Dementia is among the most devastating health conditions associated with growing older, with Alzheimer’s disease being the most prevalent cause. Over the past several decades, as the ability of families to cope with the many stresses of dementia caregiving have mounted, long-term care facilities in Ontario and across the world have become the places we look to in order to best meet the needs of affected patients and to give their families respite. This is hard, grinding work as patients with dementia need assistance in nearly all activities that the rest of us might effortlessly take for granted.

Along with the cognitive deficits of dementia, in which patients are forgetful, have difficulty communicating, cannot adequately organize themselves or problem-solve effectively, nearly all get confused navigating familiar surroundings. At mid to later stages of severity, these individuals need help dressing, bathing, eating and having their daily care needs met. While the work is demanding of all of us who have dedicated our careers to this field, it is also immensely rewarding and of great benefit to families —that is why we do it.

One of the greatest challenges in caring for patients with dementia is that the disorder often results in changes in behaviour and emotional control. This is very troublesome and has to be addressed when patients are cared for in their own homes by family members as well as by staff in long-term care facilities. People affected with dementia can get easily excited or upset, be verbally abusive to others, resist care, are suspicious, and at times, might engage in violent behaviour. Occasionally this aggression can be predicted and prevented, but often it is remarkably impulsive and occurs very suddenly. At present, we do not have medications that adequately prevent aggression without also so thoroughly tranquilizing individuals that they cannot safely move about, communicate, or meaningfully engage in social, recreational or other activities that support quality of life. As a society we have rightly chosen to avoid limiting the freedom of movement of affected patients living in long-term care homes —we do not think it is morally right to physically restrain or lock up in seclusion our loved ones who are suffering from terrible brain diseases that cause them to behave in ways they would likely never choose.

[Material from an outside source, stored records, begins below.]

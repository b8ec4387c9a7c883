//! Derived, read-only views over the item collection.
//!
//! Everything here is a pure function of the items and a [`ViewState`]. The
//! results borrow from the items and are meant to be recomputed whenever the
//! store or the selection changes, never cached across mutations.
use std::borrow::Cow;
use std::collections::BTreeSet;

use crate::library::{ContentItem, Platform};

/// Label shown for items with no category or subcategory.
pub const UNSET_LABEL: &str = "(unset)";

// ============================================================================
// View Selection
// ============================================================================

/// Which named filter is active. Category views carry their filter value, so
/// a category view without one cannot be expressed.
#[derive(Debug, Clone, PartialEq, Eq, Default)]
pub enum ActiveView {
    #[default]
    Home,
    Favorites,
    Archived,
    Unwatched,
    Category(String),
    /// Filters on `subcategory` alone; `category` records where the user
    /// navigated from.
    Subcategory {
        category: String,
        subcategory: String,
    },
    Settings,
}

/// Transient selection state passed into every derivation. Not persisted.
#[derive(Debug, Clone, PartialEq, Eq, Default)]
pub struct ViewState {
    pub view: ActiveView,
    /// Non-empty query overrides `view` entirely.
    pub search: String,
    /// Unwatched first, then newest first within each group.
    pub unwatched_first: bool,
}

impl ViewState {
    pub fn new(view: ActiveView) -> Self {
        Self {
            view,
            ..Default::default()
        }
    }

    pub fn with_search(mut self, query: impl Into<String>) -> Self {
        self.search = query.into();
        self
    }

    pub fn with_unwatched_first(mut self, on: bool) -> Self {
        self.unwatched_first = on;
        self
    }

    pub fn is_searching(&self) -> bool {
        !self.search.is_empty()
    }
}

// ============================================================================
// Category Tree
// ============================================================================

/// One top-level category and the distinct subcategories seen under it.
#[derive(Debug, Clone, PartialEq, Eq)]
pub struct CategoryBranch<'a> {
    /// `None` is the unset bucket.
    pub category: Option<&'a str>,
    pub subcategories: BTreeSet<Option<&'a str>>,
}

/// Category → subcategories among non-archived items.
///
/// Categories appear in order of first occurrence in `items`; archived items
/// never contribute a category or a subcategory.
pub fn category_tree(items: &[ContentItem]) -> Vec<CategoryBranch<'_>> {
    let mut tree: Vec<CategoryBranch<'_>> = Vec::new();
    for item in items.iter().filter(|i| !i.is_archived) {
        let category = item.category.as_deref();
        let subcategory = item.subcategory.as_deref();
        match tree.iter_mut().find(|b| b.category == category) {
            Some(branch) => {
                branch.subcategories.insert(subcategory);
            }
            None => tree.push(CategoryBranch {
                category,
                subcategories: BTreeSet::from([subcategory]),
            }),
        }
    }
    tree
}

// ============================================================================
// Filtering and Sorting
// ============================================================================

fn matches_search(item: &ContentItem, needle: &str) -> bool {
    item.title.to_lowercase().contains(needle)
        || item
            .category
            .as_deref()
            .is_some_and(|c| c.to_lowercase().contains(needle))
}

fn matches_view(item: &ContentItem, view: &ActiveView) -> bool {
    match view {
        ActiveView::Archived => item.is_archived,
        _ if item.is_archived => false,
        ActiveView::Favorites => item.is_favorite,
        ActiveView::Unwatched => !item.watched,
        ActiveView::Category(name) => item.category.as_deref() == Some(name.as_str()),
        ActiveView::Subcategory { subcategory, .. } => {
            item.subcategory.as_deref() == Some(subcategory.as_str())
        }
        ActiveView::Home | ActiveView::Settings => true,
    }
}

/// The items to show for a selection.
///
/// 1. A non-empty search matches title or category, case-insensitively, and
///    includes archived items.
/// 2. Otherwise the active view filters; every view except `Archived` hides
///    archived items.
/// 3. With `unwatched_first` the result is stably sorted unwatched-first and
///    newest-first inside each group; otherwise store order is kept.
pub fn filtered_items<'a>(items: &'a [ContentItem], state: &ViewState) -> Vec<&'a ContentItem> {
    let mut result: Vec<&ContentItem> = if state.is_searching() {
        let needle = state.search.to_lowercase();
        items.iter().filter(|i| matches_search(i, &needle)).collect()
    } else {
        items
            .iter()
            .filter(|i| matches_view(i, &state.view))
            .collect()
    };

    if state.unwatched_first {
        result.sort_by(|a, b| {
            a.watched
                .cmp(&b.watched)
                .then_with(|| b.timestamp.cmp(&a.timestamp))
        });
    }
    result
}

// ============================================================================
// Facet Counts
// ============================================================================

/// A navigational facet that gets a badge count.
#[derive(Debug, Clone, Copy, PartialEq, Eq)]
pub enum Facet<'a> {
    Favorites,
    Archived,
    Unwatched,
    Category(Option<&'a str>),
    Subcategory(Option<&'a str>),
    Platform(Platform),
}

/// Count items in a facet. Archived items only count toward `Archived`.
pub fn count(items: &[ContentItem], facet: Facet<'_>) -> usize {
    items
        .iter()
        .filter(|i| match facet {
            Facet::Archived => i.is_archived,
            _ if i.is_archived => false,
            Facet::Favorites => i.is_favorite,
            Facet::Unwatched => !i.watched,
            Facet::Category(c) => i.category.as_deref() == c,
            Facet::Subcategory(s) => i.subcategory.as_deref() == s,
            Facet::Platform(p) => i.platform == p,
        })
        .count()
}

/// Display label for a category or subcategory bucket.
pub fn bucket_label(bucket: Option<&str>) -> &str {
    bucket.unwrap_or(UNSET_LABEL)
}

/// Heading for the list a selection produces.
pub fn view_title(state: &ViewState) -> Cow<'_, str> {
    if state.is_searching() {
        return Cow::Borrowed("Search Index");
    }
    match &state.view {
        ActiveView::Home => Cow::Borrowed("Central Index"),
        ActiveView::Favorites => Cow::Borrowed("Priority Hub"),
        ActiveView::Unwatched => Cow::Borrowed("Queue"),
        ActiveView::Archived => Cow::Borrowed("Archive"),
        ActiveView::Settings => Cow::Borrowed("Settings"),
        ActiveView::Category(name) => Cow::Borrowed(name.as_str()),
        ActiveView::Subcategory { subcategory, .. } => Cow::Borrowed(subcategory.as_str()),
    }
}

#[cfg(test)]
mod tests {
    use super::*;
    use crate::library::Classification;
    use pretty_assertions::assert_eq;

    fn item(id: &str, title: &str, category: &str, subcategory: &str, ts: i64) -> ContentItem {
        let mut it = ContentItem::new(
            format!("https://example.com/{id}"),
            Classification {
                title: title.to_string(),
                category: category.to_string(),
                subcategory: subcategory.to_string(),
                ..Default::default()
            },
        );
        it.id = id.to_string();
        it.timestamp = ts;
        it
    }

    fn ids(items: &[&ContentItem]) -> Vec<String> {
        items.iter().map(|i| i.id.clone()).collect()
    }

    fn library() -> Vec<ContentItem> {
        let mut items = vec![
            item("e", "Morning Yoga", "Fitness", "Yoga", 50),
            item("d", "Rust Async", "Tech", "Rust", 40),
            item("c", "Old Talk", "Tech", "Talks", 30),
            item("b", "Career Tips", "Career", "Advice", 20),
            item("a", "Go Generics", "Tech", "Go", 10),
        ];
        items[1].is_favorite = true;
        items[2].is_archived = true;
        items[2].is_favorite = true;
        items[3].watched = true;
        items
    }

    #[test]
    fn test_home_excludes_archived_and_keeps_order() {
        let items = library();
        let result = filtered_items(&items, &ViewState::default());
        assert_eq!(ids(&result), vec!["e", "d", "b", "a"]);
    }

    #[test]
    fn test_favorites_view() {
        let items = library();
        let result = filtered_items(&items, &ViewState::new(ActiveView::Favorites));
        assert_eq!(ids(&result), vec!["d"]);
    }

    #[test]
    fn test_archived_view_ignores_other_flags() {
        let items = library();
        let result = filtered_items(&items, &ViewState::new(ActiveView::Archived));
        assert_eq!(ids(&result), vec!["c"]);
    }

    #[test]
    fn test_unwatched_view() {
        let items = library();
        let result = filtered_items(&items, &ViewState::new(ActiveView::Unwatched));
        assert_eq!(ids(&result), vec!["e", "d", "a"]);
    }

    #[test]
    fn test_category_view() {
        let items = library();
        let state = ViewState::new(ActiveView::Category("Tech".into()));
        assert_eq!(ids(&filtered_items(&items, &state)), vec!["d", "a"]);
    }

    #[test]
    fn test_subcategory_view_matches_subcategory_only() {
        let mut items = library();
        items.push(item("f", "Rust in Games", "Entertainment", "Rust", 5));
        let state = ViewState::new(ActiveView::Subcategory {
            category: "Tech".into(),
            subcategory: "Rust".into(),
        });
        assert_eq!(ids(&filtered_items(&items, &state)), vec!["d", "f"]);
    }

    #[test]
    fn test_settings_view_behaves_like_home() {
        let items = library();
        let settings = filtered_items(&items, &ViewState::new(ActiveView::Settings));
        let home = filtered_items(&items, &ViewState::default());
        assert_eq!(ids(&settings), ids(&home));
    }

    #[test]
    fn test_search_overrides_view_and_includes_archived() {
        let items = library();
        let state = ViewState::new(ActiveView::Favorites).with_search("TALK");
        assert_eq!(ids(&filtered_items(&items, &state)), vec!["c"]);
    }

    #[test]
    fn test_search_matches_category() {
        let items = library();
        let state = ViewState::default().with_search("tech");
        assert_eq!(ids(&filtered_items(&items, &state)), vec!["d", "c", "a"]);
    }

    #[test]
    fn test_search_tolerates_unset_category() {
        let mut items = library();
        items[0].category = None;
        let state = ViewState::default().with_search("yoga");
        assert_eq!(ids(&filtered_items(&items, &state)), vec!["e"]);
    }

    #[test]
    fn test_unwatched_first_sort() {
        let mut items = library();
        items[0].watched = true; // e, ts 50
        let state = ViewState::default().with_unwatched_first(true);
        // unwatched: d(40), a(10); watched: e(50), b(20)
        assert_eq!(ids(&filtered_items(&items, &state)), vec!["d", "a", "e", "b"]);
    }

    #[test]
    fn test_category_tree() {
        let items = library();
        let tree = category_tree(&items);

        let names: Vec<_> = tree.iter().map(|b| b.category).collect();
        assert_eq!(names, vec![Some("Fitness"), Some("Tech"), Some("Career")]);

        let tech = &tree[1];
        // "Talks" belongs only to the archived item
        assert_eq!(
            tech.subcategories,
            BTreeSet::from([Some("Go"), Some("Rust")])
        );
    }

    #[test]
    fn test_category_tree_unset_bucket() {
        let mut items = library();
        items[0].category = None;
        items[0].subcategory = None;
        let tree = category_tree(&items);
        assert_eq!(tree[0].category, None);
        assert_eq!(tree[0].subcategories, BTreeSet::from([None]));
        assert_eq!(bucket_label(tree[0].category), UNSET_LABEL);
    }

    #[test]
    fn test_counts() {
        let items = library();
        assert_eq!(count(&items, Facet::Favorites), 1);
        assert_eq!(count(&items, Facet::Archived), 1);
        assert_eq!(count(&items, Facet::Unwatched), 3);
        assert_eq!(count(&items, Facet::Category(Some("Tech"))), 2);
        assert_eq!(count(&items, Facet::Subcategory(Some("Talks"))), 0);
        assert_eq!(count(&items, Facet::Category(None)), 0);
        assert_eq!(count(&items, Facet::Platform(Platform::Other)), 4);
    }

    #[test]
    fn test_view_titles() {
        assert_eq!(view_title(&ViewState::default()), "Central Index");
        assert_eq!(
            view_title(&ViewState::new(ActiveView::Favorites)),
            "Priority Hub"
        );
        assert_eq!(
            view_title(&ViewState::new(ActiveView::Category("Tech".into()))),
            "Tech"
        );
        assert_eq!(
            view_title(&ViewState::default().with_search("x")),
            "Search Index"
        );
    }
}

Some believe that more staffing would solve the issue of assaultive behaviour. The reality is that we have very limited useful data to tell us the extent to which increased staffing levels for dementia care would reduce the occurrence of resident-to-resident violence and by what amount. We do know it would likely be impossible to completely eliminate the risk if patients with dementia continue to live together in congregate care settings, such as the contemporary long-term care home.

The CBC Marketplace episode titled Crying Out For Care, which first aired on January 26, 2018, highlights a serious public health challenge that will grow in importance as the global population ages. We want to talk about this issue, but it must be in a responsible, thoughtful way that informs the public. As a society, as well as focusing on care, we must also focus public efforts on brain health and invest resources into the prevention, diagnosis and treatment of brain diseases like Alzheimer’s. Eradicating these threats to our well-being should be a major priority.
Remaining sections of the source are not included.